I’m a little smarter now. I know that even if the outcome of a malpractice suit is favorable or you eventually get dropped, you still have to deal with the lawyers, the court dates, the subpoenas, and mention it in your future job applications.

So, should no resident aim to be a great doctor? Should we all settle to be good doctors? None of us should be bad doctors because the world just doesn’t need more negativity. But the standards are so fucking low to be a good doctor … that irks me. I suppose that I am okay with it now, until I go see a doctor in a clinic myself; that’s when I realize how shitty it can be to have just a good doctor when what I really need is a great doctor.

Where are all the great doctors?

Without a real incentive to be a great doctor, practicing medicine is nothing more than a job. Something I clock into and clock out of. A task which I’ll get done fast enough to not get fired but slow enough that I won’t be held to too high of a standard.

On this path of jobism, I’ll keep the patient happy enough to give me a good patient satisfaction score, anything short of giving them a handjob. I’ll give out meds, refer them for tests, refer them to specialists, perform requested surgeries, start IV’s, and feed into their neuroses. I’ll go far enough for customer satisfaction but not too far to risk a patient complaint.

 

Killing the great doctors

Our healthcare system is mass murdering these great doctors. I already mentioned that it’s hard work being a great doctor. The incentives help, they help a lot, but they aren’t enough. Because the chance that a great doctor will suddenly become a rogue asshole or a bad doctor is low.

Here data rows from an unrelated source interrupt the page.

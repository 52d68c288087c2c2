//! Property-based test generators using proptest.
//!
//! Ids, names and values are drawn from small pools so that generated
//! operations collide on the same records and index buckets.

use crate::fixtures::TestEntity;
use proptest::prelude::*;

/// Fields of [`TestEntity`] that can be indexed.
pub const INDEXABLE_FIELDS: [&str; 2] = ["Name", "Value"];

/// Pool of names used by the generators.
pub const NAMES: [&str; 4] = ["Alice", "Bob", "Charlie", "Dana"];

/// Upper bound (exclusive) of generated `Value` fields.
pub const VALUE_RANGE: i64 = 5;

/// An operation against a write transaction.
#[derive(Debug, Clone)]
pub enum StoreOperation {
    /// Stage an upsert.
    Set(TestEntity),
    /// Stage a delete.
    Delete {
        /// Record id.
        id: String,
    },
    /// Build an index on a field.
    AddIndex {
        /// Field name.
        field: &'static str,
    },
    /// Commit and start a new transaction.
    Commit,
    /// Roll back and start a new transaction.
    Rollback,
}

/// Strategy for generating ids from a pool of eight.
pub fn id_strategy() -> impl Strategy<Value = String> {
    (0u8..8).prop_map(|n| n.to_string())
}

/// Strategy for generating test entities.
pub fn test_entity_strategy() -> impl Strategy<Value = TestEntity> {
    (id_strategy(), prop::sample::select(NAMES.to_vec()), 0..VALUE_RANGE)
        .prop_map(|(id, name, value)| TestEntity::new(id, name, value))
}

/// Strategy for generating indexable field names.
pub fn field_strategy() -> impl Strategy<Value = &'static str> {
    prop::sample::select(INDEXABLE_FIELDS.to_vec())
}

/// Strategy for generating store operations.
pub fn store_operation_strategy() -> impl Strategy<Value = StoreOperation> {
    prop_oneof![
        6 => test_entity_strategy().prop_map(StoreOperation::Set),
        3 => id_strategy().prop_map(|id| StoreOperation::Delete { id }),
        1 => field_strategy().prop_map(|field| StoreOperation::AddIndex { field }),
        2 => Just(StoreOperation::Commit),
        1 => Just(StoreOperation::Rollback),
    ]
}

/// Strategy for generating a sequence of operations.
pub fn operation_sequence_strategy(
    min_ops: usize,
    max_ops: usize,
) -> impl Strategy<Value = Vec<StoreOperation>> {
    prop::collection::vec(store_operation_strategy(), min_ops..max_ops)
}

/// Strategy for generating only staged writes (no commit, rollback or
/// index changes).
pub fn staged_write_strategy(max_ops: usize) -> impl Strategy<Value = Vec<StoreOperation>> {
    prop::collection::vec(
        prop_oneof![
            2 => test_entity_strategy().prop_map(StoreOperation::Set),
            1 => id_strategy().prop_map(|id| StoreOperation::Delete { id }),
        ],
        1..max_ops,
    )
}

/// Configuration for property tests.
#[derive(Debug, Clone)]
pub struct PropTestConfig {
    /// Number of test cases to run.
    pub cases: u32,
    /// Maximum shrink iterations.
    pub max_shrink_iters: u32,
}

impl Default for PropTestConfig {
    fn default() -> Self {
        Self {
            cases: 256,
            max_shrink_iters: 1000,
        }
    }
}

impl PropTestConfig {
    /// Creates a configuration for quick tests.
    #[must_use]
    pub fn quick() -> Self {
        Self {
            cases: 32,
            max_shrink_iters: 100,
        }
    }

    /// Creates a configuration for thorough tests.
    #[must_use]
    pub fn thorough() -> Self {
        Self {
            cases: 1024,
            max_shrink_iters: 10000,
        }
    }

    /// Converts to proptest config.
    #[must_use]
    pub fn to_proptest_config(&self) -> ProptestConfig {
        ProptestConfig {
            cases: self.cases,
            max_shrink_iters: self.max_shrink_iters,
            ..ProptestConfig::default()
        }
    }
}

#[cfg(test)]
mod tests {
    use super::*;

    proptest! {
        #![proptest_config(PropTestConfig::quick().to_proptest_config())]

        #[test]
        fn entities_come_from_the_pools(entity in test_entity_strategy()) {
            prop_assert!(NAMES.contains(&entity.name.as_str()));
            prop_assert!((0..VALUE_RANGE).contains(&entity.value));
            prop_assert!(entity.id.parse::<u8>().is_ok_and(|n| n < 8));
        }

        #[test]
        fn staged_writes_never_commit(ops in staged_write_strategy(10)) {
            prop_assert!(!ops.is_empty());
            for op in ops {
                let is_write = matches!(op, StoreOperation::Set(_) | StoreOperation::Delete { .. });
                prop_assert!(is_write);
            }
        }
    }
}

Guilty until proven otherwise doesn’t work well for physicians practicing medicine in healthcare. We’re incentivising great doctors to become just good doctors or plain doctors. The only ones which remain great doctors are those who are resilient; those who have a lot of support around them and have the resources to remain great despite the pressures.

This isn’t something we observe around us. Look at your own career. When you first started, how quickly did you speed towards becoming a great doctor? And how much were you incentivised to continue working towards that goal and how much were you incentivised to add another case to the OR or see just one more walk-in near the end of your shift?

You might think that you’re a great doctor but really, are you? No doubt that you could be. But are you a great doctor?

 

One reply on “A Great Doctor or a Good Doctor”

Been practicing 25 years and this is totally relatable. I wish I knew this stuff even 15 years ago. Would have saved me a lot of frustration. And add to that residency education is so so different than reality. So many bad incentives nowadays….too many hands in the pot….always follow the money. No surprise since health care GDP/total GDP has gone up from 5% to 18% in last 40 years.